With guidance from Ed and other professors and many hours of hard work on WordPress, VegScoop.com was born.
Since it went live six weeks ago, VegScoop has received more than 3,000 page views and has a growing, loyal following. To widen our audience, we’re using social media sites like Facebook and Twitter to promote VegScoop. We’ve also set up RSS feeds and actively engage in conversations with our friends and followers. In fact, we met two UK vegetarians on Facebook who are now blogging for the site on a monthly basis. Communication with the vegetarian population is a must: after all, market research, as we learned in our Intro to Marketing class, is crucial to the success of a business. With this is mind, VegScoop is actively asking the vegetarian community for advice on what type of content they’re most interested in. Responses are pouring in and users as far away as India and Singapore are sending us messages on Facebook about their favorite vegetables!
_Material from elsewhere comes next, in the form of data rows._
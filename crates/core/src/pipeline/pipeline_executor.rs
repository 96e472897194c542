use std::path::Path;
use std::sync::atomic::AtomicBool;
use std::sync::Arc;

use crate::shared::error::AnonymizeError;
use crate::shared::video_asset::VideoAsset;
use crate::video::domain::frame_sink::FrameSink;
use crate::video::domain::frame_source::FrameSource;

use super::frame_anonymizer::FrameAnonymizer;
use super::pipeline_logger::PipelineLogger;

/// Per-run controls.
pub struct PipelineConfig {
    /// Called after each written frame with `(frames_done, total_frames)`.
    /// Returning `false` requests cancellation.
    pub on_progress: Option<Box<dyn Fn(usize, usize) -> bool + Send>>,
    /// Checked at the top of every frame iteration and by the audio loop.
    pub cancelled: Arc<AtomicBool>,
}

impl Default for PipelineConfig {
    fn default() -> Self {
        Self {
            on_progress: None,
            cancelled: Arc::new(AtomicBool::new(false)),
        }
    }
}

#[derive(Clone, Copy, Debug, PartialEq, Eq)]
pub enum PipelineOutcome {
    /// The sink was finalized after both streams finished.
    Completed { frames: usize, audio_packets: usize },
    /// The sink was aborted; nothing is left at the output path.
    Cancelled { frames: usize },
}

/// Runs the read → anonymize → write loop over an opened source.
///
/// Implementations own opening, finalizing and, on any failure or
/// cancellation, aborting the sink.
pub trait PipelineExecutor: Send {
    #[allow(clippy::too_many_arguments)]
    fn execute(
        &self,
        source: Box<dyn FrameSource>,
        sink: Box<dyn FrameSink>,
        anonymizer: FrameAnonymizer,
        asset: &VideoAsset,
        output_path: &Path,
        config: PipelineConfig,
        logger: &mut dyn PipelineLogger,
    ) -> Result<PipelineOutcome, AnonymizeError>;
}
//! Error taxonomy for an anonymization job.
//!
//! Fatal kinds (`InputValidationError`, `SourceError`, `EncodingError`)
//! end the job and are wrapped by `AnonymizeError`. `DetectionError` and
//! `CompositingError` are per-frame / per-region and are absorbed by the
//! pipeline after logging.

use std::path::PathBuf;

use thiserror::Error;

#[derive(Error, Debug)]
pub enum InputValidationError {
    #[error("input file not found: {0}")]
    NotFound(PathBuf),
    #[error("cannot read input file {path}: {source}")]
    Unreadable {
        path: PathBuf,
        #[source]
        source: std::io::Error,
    },
    #[error("input file is empty: {0}")]
    Empty(PathBuf),
    #[error("input has no video track")]
    NoVideoTrack,
    #[error("invalid video dimensions {width}x{height} (each side must be 1..={max})")]
    InvalidDimensions { width: u32, height: u32, max: u32 },
    #[error("blur intensity {0} is outside 0..=100")]
    BlurIntensityOutOfRange(u32),
    #[error("detection interval must be >= 1, got {0}")]
    InvalidCadence(usize),
}

#[derive(Error, Debug, Clone, PartialEq)]
#[error("face detection failed: {0}")]
pub struct DetectionError(pub String);

impl From<String> for DetectionError {
    fn from(message: String) -> Self {
        DetectionError(message)
    }
}

impl From<&str> for DetectionError {
    fn from(message: &str) -> Self {
        DetectionError(message.to_string())
    }
}

#[derive(Error, Debug, Clone, PartialEq)]
pub enum CompositingError {
    #[error("region lies outside the frame")]
    EmptyRegion,
    #[error("frame buffer does not match its dimensions: {0}")]
    FrameLayout(String),
}

#[derive(Error, Debug, Clone, PartialEq)]
#[error("encoding failed: {0}")]
pub struct EncodingError(pub String);

impl From<ffmpeg_next::Error> for EncodingError {
    fn from(e: ffmpeg_next::Error) -> Self {
        EncodingError(e.to_string())
    }
}

impl From<&str> for EncodingError {
    fn from(message: &str) -> Self {
        EncodingError(message.to_string())
    }
}

#[derive(Error, Debug, Clone, PartialEq)]
pub enum SourceError {
    #[error("no video stream found")]
    NoVideoTrack,
    #[error("cannot open source: {0}")]
    Open(String),
    #[error("decoding failed: {0}")]
    Decode(String),
}

impl From<ffmpeg_next::Error> for SourceError {
    fn from(e: ffmpeg_next::Error) -> Self {
        SourceError::Decode(e.to_string())
    }
}

/// Fatal failure of an anonymization job.
#[derive(Error, Debug)]
pub enum AnonymizeError {
    #[error(transparent)]
    InputValidation(#[from] InputValidationError),
    #[error(transparent)]
    Source(#[from] SourceError),
    #[error(transparent)]
    Encoding(#[from] EncodingError),
    #[error("output file missing or truncated: {0}")]
    OutputVerification(PathBuf),
    #[error("cannot create scratch output: {0}")]
    Scratch(#[source] std::io::Error),
    #[error("{0} thread panicked")]
    WorkerPanicked(&'static str),
    #[error("pipeline already executed")]
    AlreadyExecuted,
}

#[cfg(test)]
mod tests {
    use super::*;

    #[test]
    fn test_validation_error_wraps_transparently() {
        let err: AnonymizeError = InputValidationError::NoVideoTrack.into();
        assert_eq!(err.to_string(), "input has no video track");
        assert!(matches!(
            err,
            AnonymizeError::InputValidation(InputValidationError::NoVideoTrack)
        ));
    }

    #[test]
    fn test_invalid_dimensions_message() {
        let err = InputValidationError::InvalidDimensions {
            width: 0,
            height: 720,
            max: 10_000,
        };
        assert!(err.to_string().contains("0x720"));
    }

    #[test]
    fn test_encoding_error_from_ffmpeg() {
        let err: EncodingError = ffmpeg_next::Error::Eof.into();
        assert!(!err.0.is_empty());
    }

    #[test]
    fn test_detection_error_from_str() {
        let err: DetectionError = "model crashed".into();
        assert_eq!(err.to_string(), "face detection failed: model crashed");
    }
}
Now that we have an engaged audience, we are starting to monetize our site through advertising and e-commerce. We’ve joined the Technorati ad network, as well as Amazon.com’s affiliate program. Already, we’re selling vegan and vegetarian cookbooks on Vegscoop.com.
The next step will be an e-commerce, vegetarian grocery store. (One of the biggest complaints of the vegetarian population is that eating healthily is often too expensive.) Organic foods and fresh produce, two staples in a vegetarian household, are a great deal more expensive than other grocery store options. In order to become both a solution-provider and a one-stop-shop for the vegetarian population, VegScoop would like to partner with a bulk distributor to provide a cost-efficient grocery shopping experience for their customers.
Creating an online business from scratch has been an incredibly rewarding experience. Each of us has a background in large media companies. In fact, we’ve worked together for several years at Meredith Corporation on titles such as Ladies’ Home Journal and Better Homes and Gardens. We both agree that collaborating on a small business is exciting, and also a little intimidating: the business is a direct result of the time and effort we put forth. At the end of the day, if we don’t post something, nothing gets posted! So, does this post count??